I assume that the issue is with my mbstring settings. Here are the mbstring settings from my local server:
Multibyte Support enabled
Multibyte string engine libmbfl
HTTP input encoding translation disabled
Multibyte (japanese) regex support enabled
Multibyte regex (oniguruma) version 4.7.1
mbstring.detect_order no value no value
mbstring.encoding_translation Off Off
mbstring.func_overload 0 0
mbstring.http_input auto auto
mbstring.http_output UTF-8 UTF-8
mbstring.http_output_conv_mimetypes ^(text/|application/xhtml\+xml)^(text/|application/xhtml\+xml)

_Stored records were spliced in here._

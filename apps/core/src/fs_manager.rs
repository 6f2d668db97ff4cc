use std::fs;
use std::path::{Path, PathBuf};
use tracing::{error, info};

/// Default name of the keyword/template configuration document.
pub const CONFIG_FILENAME: &str = "config.json";

/// Default name of the exchange history document.
pub const HISTORY_FILENAME: &str = "message_history.json";

/// Resolves where the responder keeps its files.
///
/// Everything lives under a single data directory so the application stays portable:
/// copy the directory and the configuration and history move with it.
#[derive(Debug, Clone)]
pub struct PortablePathManager {
    data_dir: PathBuf,
}

impl PortablePathManager {
    pub fn new(data_dir: impl Into<PathBuf>) -> Self {
        Self {
            data_dir: data_dir.into(),
        }
    }

    /// Uses `./data` under the current working directory.
    pub fn from_current_dir() -> Self {
        match std::env::current_dir() {
            Ok(dir) => Self::new(dir.join("data")),
            Err(e) => {
                error!("Failed to get current directory: {}. Using relative ./data", e);
                Self::new("data")
            }
        }
    }

    /// Root data directory.
    pub fn data_dir(&self) -> &Path {
        &self.data_dir
    }

    /// Location of the configuration document (`<data>/config.json`).
    pub fn config_file(&self) -> PathBuf {
        self.data_dir.join(CONFIG_FILENAME)
    }

    /// Location of the history document (`<data>/message_history.json`).
    pub fn history_file(&self) -> PathBuf {
        self.data_dir.join(HISTORY_FILENAME)
    }

    /// Creates the data directory if it does not exist.
    pub fn init(&self) -> Result<(), std::io::Error> {
        if !self.data_dir.exists() {
            info!("Creating data directory: {:?}", self.data_dir);
            fs::create_dir_all(&self.data_dir)?;
        }
        Ok(())
    }
}

/// Creates the parent directory of `path` when it is missing.
pub fn ensure_parent_dir(path: &Path) -> Result<(), std::io::Error> {
    match path.parent() {
        Some(parent) if !parent.as_os_str().is_empty() && !parent.exists() => {
            info!("Creating directory: {:?}", parent);
            fs::create_dir_all(parent)
        }
        _ => Ok(()),
    }
}

#[cfg(test)]
mod tests {
    use super::*;
    use tempfile::TempDir;

    #[test]
    fn test_paths_are_under_data_dir() {
        let paths = PortablePathManager::new("/srv/responder");
        assert_eq!(paths.config_file(), PathBuf::from("/srv/responder/config.json"));
        assert_eq!(
            paths.history_file(),
            PathBuf::from("/srv/responder/message_history.json")
        );
    }

    #[test]
    fn test_init_creates_nested_dir() {
        let temp_dir = TempDir::new().unwrap();
        let paths = PortablePathManager::new(temp_dir.path().join("a").join("b"));

        paths.init().unwrap();

        assert!(paths.data_dir().is_dir());
    }

    #[test]
    fn test_ensure_parent_dir_for_bare_filename() {
        assert!(ensure_parent_dir(Path::new("history.json")).is_ok());
    }
}
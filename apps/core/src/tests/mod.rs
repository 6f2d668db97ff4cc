//! Test Module
//!
//! Scenario suites for the responder.
//!
//! ## Test Categories
//! - `brain_tests`: Classification and composition properties
//! - `history_tests`: History persistence and recovery
//! - `integration_tests`: Full message-to-history workflows
//! - `server_tests`: HTTP boundary

pub mod integration_tests;
//! Smart Responder
//!
//! Rule-based auto-responder: classifies a message by keyword, composes a reply
//! from per-category templates, signs it and records the exchange.

pub mod brain;
pub mod config;
pub mod decoration;
pub mod error;
pub mod fs_manager;
pub mod history;
pub mod responder;
pub mod server;
pub mod settings;
pub mod signature;

pub use config::{ConfigStore, ResponderConfig};
pub use error::AppError;
pub use history::{Exchange, HistoryLog, HistoryStore, InMemoryHistoryStore, JsonFileHistoryStore};
pub use responder::{Responder, ResponseOutcome};
pub use settings::Settings;

#[cfg(test)]
mod tests;
//! HTTP boundary.
//!
//! - `GET  /`        status message
//! - `POST /respond` `{"message": "..."}` → `{"reply": "..."}` or `{"error": "..."}`

use axum::{
    extract::{rejection::JsonRejection, State},
    http::StatusCode,
    response::{IntoResponse, Response},
    routing::{get, post},
    Json, Router,
};
use serde::Serialize;
use serde_json::Value;
use std::net::SocketAddr;
use std::sync::Arc;
use tower_http::cors::{Any, CorsLayer};
use tracing::{error, info, warn};

use crate::error::AppError;
use crate::responder::Responder;

const MISSING_MESSAGE: &str = "Missing 'message' in request";

#[derive(Clone)]
pub struct AppState {
    pub responder: Arc<Responder>,
}

#[derive(Debug, Serialize)]
struct ReplyResponse {
    reply: String,
}

#[derive(Debug, Serialize)]
struct ErrorResponse {
    error: String,
}

impl IntoResponse for AppError {
    fn into_response(self) -> Response {
        let status = match self {
            AppError::MissingInput(_) => StatusCode::BAD_REQUEST,
            _ => StatusCode::INTERNAL_SERVER_ERROR,
        };
        (status, Json(ErrorResponse { error: self.detail() })).into_response()
    }
}

/// GET / - Status
async fn home() -> Json<Value> {
    Json(serde_json::json!({ "message": "Smart Responder API is running." }))
}

/// POST /respond - Answer one message
async fn respond(
    State(state): State<AppState>,
    payload: Result<Json<Value>, JsonRejection>,
) -> Result<Json<ReplyResponse>, AppError> {
    let message = payload
        .ok()
        .and_then(|Json(body)| body.get("message").and_then(Value::as_str).map(str::to_owned))
        .ok_or_else(|| {
            warn!("Rejected request without a usable message field");
            AppError::MissingInput(MISSING_MESSAGE.to_string())
        })?;

    let responder = Arc::clone(&state.responder);
    let reply = tokio::task::spawn_blocking(move || responder.generate_and_log_response(&message))
        .await
        .map_err(|e| {
            error!("Responder task failed: {}", e);
            AppError::processing(e)
        })??;

    Ok(Json(ReplyResponse { reply }))
}

pub fn build_router(state: AppState) -> Router {
    let cors = CorsLayer::new()
        .allow_origin(Any)
        .allow_methods(Any)
        .allow_headers(Any);

    Router::new()
        .route("/", get(home))
        .route("/respond", post(respond))
        .layer(cors)
        .with_state(state)
}

/// Serves the boundary until the process is stopped.
pub async fn serve(addr: SocketAddr, responder: Arc<Responder>) -> Result<(), AppError> {
    let app = build_router(AppState { responder });

    let listener = tokio::net::TcpListener::bind(addr).await?;
    info!("Smart Responder API listening on http://{}", addr);
    info!("   GET  /        - Status");
    info!("   POST /respond - Answer a message");

    axum::serve(listener, app).await?;
    Ok(())
}
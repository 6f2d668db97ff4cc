//! Command-line surface. No subcommand answers one message from the terminal.

use clap::{Parser, Subcommand};

#[derive(Debug, Parser)]
#[command(name = "smart-responder")]
#[command(about = "Rule-based auto-responder: terminal mode or HTTP API", long_about = None)]
#[command(version)]
pub struct Cli {
    #[command(subcommand)]
    pub command: Option<Commands>,
}

#[derive(Debug, PartialEq, Eq, Subcommand)]
pub enum Commands {
    /// Run the HTTP API (bind address from RESPONDER_HOST / RESPONDER_PORT).
    Serve,
}
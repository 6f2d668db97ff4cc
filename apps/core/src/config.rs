//! Keyword and template configuration.
//!
//! ```json
//! {
//!   "categories": { "support_issue": ["issue", "broken"] },
//!   "responses":  { "support_issue": ["We're on it."] }
//! }
//! ```
//!
//! Both mappings keep their definition order, which is the order categories are reported in.

use indexmap::IndexMap;
use serde::{Deserialize, Serialize};
use std::fs;
use std::path::{Path, PathBuf};
use tracing::{info, warn};

use crate::brain::{CategoryRules, ResponseTemplates};
use crate::error::AppError;

/// Parsed configuration document.
#[derive(Debug, Clone, Default, PartialEq, Eq, Serialize, Deserialize)]
pub struct ResponderConfig {
    /// Category name to keyword list.
    #[serde(default)]
    pub categories: IndexMap<String, Vec<String>>,
    /// Category name to candidate reply templates.
    #[serde(default)]
    pub responses: IndexMap<String, Vec<String>>,
}

impl ResponderConfig {
    pub fn rules(&self) -> CategoryRules {
        CategoryRules::from_map(&self.categories)
    }

    pub fn templates(&self) -> ResponseTemplates {
        ResponseTemplates::from_map(&self.responses)
    }

    pub fn is_empty(&self) -> bool {
        self.categories.is_empty() && self.responses.is_empty()
    }
}

/// Reads the configuration document from disk.
#[derive(Debug, Clone)]
pub struct ConfigStore {
    path: PathBuf,
}

impl ConfigStore {
    pub fn new(path: impl Into<PathBuf>) -> Self {
        Self { path: path.into() }
    }

    pub fn path(&self) -> &Path {
        &self.path
    }

    /// Loads the configuration, surfacing `ConfigLoad` on unreadable or malformed documents.
    /// A missing file is not an error and yields the empty configuration.
    pub fn try_load(&self) -> Result<ResponderConfig, AppError> {
        if !self.path.exists() {
            warn!("Config file not found at {:?}, using default settings.", self.path);
            return Ok(ResponderConfig::default());
        }

        let raw = fs::read_to_string(&self.path)
            .map_err(|e| AppError::ConfigLoad(format!("{:?}: {}", self.path, e)))?;
        let config: ResponderConfig = serde_json::from_str(&raw)
            .map_err(|e| AppError::ConfigLoad(format!("{:?}: {}", self.path, e)))?;

        info!(
            "Loaded config from {:?} ({} categories, {} response sets)",
            self.path,
            config.categories.len(),
            config.responses.len()
        );
        Ok(config)
    }

    /// Loads the configuration, falling back to empty mappings on any failure.
    pub fn load(&self) -> ResponderConfig {
        match self.try_load() {
            Ok(config) => config,
            Err(e) => {
                warn!("{}. The config file might be corrupted, using default settings.", e);
                ResponderConfig::default()
            }
        }
    }
}
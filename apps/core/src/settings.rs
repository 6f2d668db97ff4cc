//! Process settings read from the environment.
//!
//! `main` loads `.env` with `dotenv` before calling [`Settings::from_env`].

use std::env;
use std::net::SocketAddr;
use std::path::PathBuf;

use crate::error::AppError;
use crate::fs_manager::PortablePathManager;
use crate::signature::{Signature, DEFAULT_SENDER_ALIAS, DEFAULT_SENDER_NAME};

const DEFAULT_HOST: &str = "127.0.0.1";
const DEFAULT_PORT: u16 = 5000;

#[derive(Debug, Clone)]
pub struct Settings {
    pub paths: PortablePathManager,
    pub config_file: PathBuf,
    pub history_file: PathBuf,
    pub signature: Signature,
    pub host: String,
    pub port: u16,
}

impl Settings {
    /// Reads `RESPONDER_*` variables, using defaults for anything unset.
    pub fn from_env() -> Result<Self, AppError> {
        let paths = match env::var("RESPONDER_DATA_DIR") {
            Ok(dir) if !dir.trim().is_empty() => PortablePathManager::new(dir),
            _ => PortablePathManager::from_current_dir(),
        };

        let config_file = env::var("RESPONDER_CONFIG_FILE")
            .map(PathBuf::from)
            .unwrap_or_else(|_| paths.config_file());
        let history_file = env::var("RESPONDER_HISTORY_FILE")
            .map(PathBuf::from)
            .unwrap_or_else(|_| paths.history_file());

        let signature = Signature::new(
            env::var("RESPONDER_SENDER_NAME").unwrap_or_else(|_| DEFAULT_SENDER_NAME.to_string()),
            env::var("RESPONDER_SENDER_ALIAS").unwrap_or_else(|_| DEFAULT_SENDER_ALIAS.to_string()),
        );

        let host = env::var("RESPONDER_HOST").unwrap_or_else(|_| DEFAULT_HOST.to_string());
        let port = match env::var("RESPONDER_PORT") {
            Ok(raw) => raw
                .trim()
                .parse::<u16>()
                .map_err(|e| AppError::Config(format!("RESPONDER_PORT '{}': {}", raw, e)))?,
            Err(_) => DEFAULT_PORT,
        };

        Ok(Self {
            paths,
            config_file,
            history_file,
            signature,
            host,
            port,
        })
    }

    /// Address the HTTP boundary binds to.
    pub fn bind_addr(&self) -> Result<SocketAddr, AppError> {
        format!("{}:{}", self.host, self.port)
            .parse()
            .map_err(|e| AppError::Config(format!("Invalid bind address {}:{}: {}", self.host, self.port, e)))
    }
}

mbstring.internal_encoding UTF-8 UTF-8
mbstring.language neutral neutral
mbstring.strict_detection Off Off
mbstring.substitute_character no value no value
There are a few differences on my production environment:
Multibyte Support enabled
Multibyte string engine libmbfl
Multibyte (japanese) regex support enabled
Multibyte regex (oniguruma) version 3.7.1
mbstring.detect_order no value no value
mbstring.encoding_translation Off Off
mbstring.func_overload 0 0
mbstring.http_input auto auto
mbstring.http_output UTF-8 UTF-8
mbstring.internal_encoding UTF-8 UTF-8
mbstring.language neutral neutral
mbstring.strict_detection Off Off
mbstring.substitute_character no value no value
Anyone see what I'm doing wrong?
See if this can help you: hex2ascii and ascii2hex
ADDED on 09-19-2012:
function ascii2hex($ascii)
{
$hex = '';
for ($i = 0; $i < strlen($ascii); $i++)
{
$byte = strtoupper(dechex(ord($ascii{$i})));
$byte = str_repeat('0', 2 - strlen($byte)).$byte;
$hex .= $byte." ";
}
return $hex;
}
function hex2ascii($hex)
{
$ascii = '';
$hex = str_replace(" ", "", $hex);
for($i = 0; $i < strlen($hex); $i = $i+2)
$ascii .= chr(hexdec(substr($hex, $i, 2)));
return($ascii);
}